実際に、そうした変化の結果ともいえるのでないか、という社会的事例も出てきています。たとえば、2020年5月から7月現在まで、インターネット広告大手のサイバーエージェントが、電通グループを時価総額で上回っています。2020年の東京五輪開催が見送られたことなど、要因はさまざまあるとは思えますが、この2社のビジネスへの向き合い方を鑑みてみると、私には納得できる面もありました。電通は、まさに旧い会社らしく顧客からの無理難題の対応力で伸びてきた会社です。

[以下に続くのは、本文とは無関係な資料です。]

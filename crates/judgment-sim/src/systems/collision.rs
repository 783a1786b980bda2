//! Per-frame collision resolution.
//!
//! Four passes, in order:
//!   1. hostiles (ships and mines) vs player projectiles
//!   2. player vs hostile projectiles
//!   3. player vs mines (flat damage, mine detonates)
//!   4. player vs power-ups (first contact consumes the item)
//!
//! Each pass first finds contacts with a rectangle pre-filter confirmed by a
//! mask test, then applies them in ascending id order. Contacts whose target
//! or projectile died earlier in the frame are skipped, so every hit lands
//! exactly once.

use hecs::{Entity, World};
use tracing::debug;

use judgment_core::components::*;
use judgment_core::enums::Faction;
use judgment_core::events::CombatEvent;
use judgment_core::types::{Position, Rect};

use crate::context::FrameContext;
use crate::systems::{combat, destruction, effects};

pub fn run(world: &mut World, ctx: &mut FrameContext) {
    resolve_projectile_hits(world, ctx, Faction::Hostile);
    resolve_projectile_hits(world, ctx, Faction::Player);
    resolve_mine_contacts(world, ctx);
    resolve_power_up_pickups(world, ctx);
}

/// Rectangle pre-filter, then pixel-mask confirmation.
pub fn bodies_collide(a_rect: &Rect, a: &Hitbox, b_rect: &Rect, b: &Hitbox) -> bool {
    if !a_rect.overlaps(b_rect) {
        return false;
    }
    let offset = (
        (b_rect.left - a_rect.left).round() as i32,
        (b_rect.top - a_rect.top).round() as i32,
    );
    a.mask.overlaps(&b.mask, offset)
}

/// All (target, other) pairs in contact, targets outermost, both sides in
/// the order given.
pub fn contacts(world: &World, targets: &[Entity], others: &[Entity]) -> Vec<(Entity, Entity)> {
    let others: Vec<_> = others
        .iter()
        .filter_map(|&e| body(world, e).map(|(rect, hitbox)| (e, rect, hitbox)))
        .collect();

    let mut pairs = Vec::new();
    for &target in targets {
        let Some((t_rect, t_hitbox)) = body(world, target) else {
            continue;
        };
        for (other, o_rect, o_hitbox) in &others {
            if bodies_collide(&t_rect, &t_hitbox, o_rect, o_hitbox) {
                pairs.push((target, *other));
            }
        }
    }
    pairs
}

fn body(world: &World, entity: Entity) -> Option<(Rect, hecs::Ref<'_, Hitbox>)> {
    let pos = *world.get::<&Position>(entity).ok()?;
    let hitbox = world.get::<&Hitbox>(entity).ok()?;
    Some((hitbox.rect_at(pos), hitbox))
}

/// Live combatants of `faction`, in id order. Includes mines.
pub fn combatants(world: &World, faction: Faction) -> Vec<Entity> {
    let mut query = world.query::<(&EntityId, &CombatStats, Option<&Dead>)>();
    let mut found: Vec<(EntityId, Entity)> = query
        .iter()
        .filter(|(_, (_, stats, dead))| stats.faction == faction && dead.is_none())
        .map(|(entity, (id, _, _))| (*id, entity))
        .collect();
    found.sort_by_key(|(id, _)| *id);
    found.into_iter().map(|(_, e)| e).collect()
}

/// Live projectiles fired by `faction`, in id order.
pub fn projectiles(world: &World, faction: Faction) -> Vec<Entity> {
    let mut query = world.query::<(&EntityId, &Projectile, Option<&Dead>)>();
    let mut found: Vec<(EntityId, Entity)> = query
        .iter()
        .filter(|(_, (_, p, dead))| p.faction == faction && dead.is_none())
        .map(|(entity, (id, _, _))| (*id, entity))
        .collect();
    found.sort_by_key(|(id, _)| *id);
    found.into_iter().map(|(_, e)| e).collect()
}

fn live_with<T: hecs::Component>(world: &World) -> Vec<Entity> {
    let mut query = world.query::<(&EntityId, &T, Option<&Dead>)>();
    let mut found: Vec<(EntityId, Entity)> = query
        .iter()
        .filter(|(_, (_, _, dead))| dead.is_none())
        .map(|(entity, (id, _, _))| (*id, entity))
        .collect();
    found.sort_by_key(|(id, _)| *id);
    found.into_iter().map(|(_, e)| e).collect()
}

/// Projectiles of the opposing faction against every live `target_faction`
/// combatant.
fn resolve_projectile_hits(world: &mut World, ctx: &mut FrameContext, target_faction: Faction) {
    let targets = combatants(world, target_faction);
    let shots = projectiles(world, target_faction.opposing());
    let pairs = contacts(world, &targets, &shots);

    for (target, shot) in pairs {
        if destruction::is_gone(world, target) || destruction::is_gone(world, shot) {
            continue;
        }

        let Ok((damage, penetration, owner)) = world
            .get::<&Projectile>(shot)
            .map(|p| (p.damage, p.penetration, p.owner))
        else {
            continue;
        };
        let (Ok(target_id), Ok(shot_id)) = (
            world.get::<&EntityId>(target).map(|id| *id),
            world.get::<&EntityId>(shot).map(|id| *id),
        ) else {
            continue;
        };

        let outcome = match world.get::<&mut CombatStats>(target) {
            Ok(mut stats) => combat::apply_damage(&mut stats, damage, penetration),
            Err(_) => continue,
        };
        destruction::remove(world, ctx.despawn, shot);

        match outcome {
            combat::DamageOutcome::Immune => {
                ctx.events.push(CombatEvent::Deflected { target: target_id });
            }
            combat::DamageOutcome::Shield { absorbed } => {
                ctx.events.push(CombatEvent::Hit {
                    target: target_id,
                    projectile: shot_id,
                    damage: absorbed,
                    shielded: true,
                });
            }
            combat::DamageOutcome::Health { dealt, .. } => {
                ctx.events.push(CombatEvent::Hit {
                    target: target_id,
                    projectile: shot_id,
                    damage: dealt,
                    shielded: false,
                });
            }
        }

        if outcome.is_lethal() {
            let killer = destruction::resolve_owner(world, owner);
            destruction::destroy(world, ctx, target, killer);
        }
    }
}

fn resolve_mine_contacts(world: &mut World, ctx: &mut FrameContext) {
    let players = live_with::<Player>(world);
    let mines = live_with::<Mine>(world);
    let pairs = contacts(world, &players, &mines);

    for (player, mine) in pairs {
        if destruction::is_gone(world, player) || destruction::is_gone(world, mine) {
            continue;
        }
        let Ok(mine_id) = world.get::<&EntityId>(mine).map(|id| *id) else {
            continue;
        };

        let damage = ctx.config.mine_contact_damage;
        let lethal = match world.get::<&mut CombatStats>(player) {
            Ok(mut stats) => combat::apply_flat_damage(&mut stats, damage),
            Err(_) => continue,
        };
        destruction::remove(world, ctx.despawn, mine);
        debug!(mine = mine_id.0, damage, "mine detonated");
        ctx.events.push(CombatEvent::MineDetonated {
            mine: mine_id,
            damage,
        });

        if lethal {
            destruction::destroy(world, ctx, player, None);
        }
    }
}

fn resolve_power_up_pickups(world: &mut World, ctx: &mut FrameContext) {
    let players = live_with::<Player>(world);
    let items = live_with::<PowerUp>(world);
    let pairs = contacts(world, &players, &items);

    for (player, item) in pairs {
        if destruction::is_gone(world, player) || destruction::is_gone(world, item) {
            continue;
        }
        let Ok(kind) = world.get::<&PowerUp>(item).map(|p| p.kind) else {
            continue;
        };

        destruction::remove(world, ctx.despawn, item);
        effects::apply_powerup(world, ctx, player, kind);
        ctx.score.power_ups_collected += 1;
        ctx.events.push(CombatEvent::PowerUpCollected { kind });
    }
}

一方、サイバーエージェントは価値にフォーカスしやすいネット広告、そしてソーシャルゲームなどのサービス業を伸長させ、IT市場で価値を発揮してきました。
特別な権力関係を維持し続けることに苦心してきた電通と、顧客や社会に対して価値を提供することの対価を得てきたサイバーエージェント、と言い換えることもできるでしょう。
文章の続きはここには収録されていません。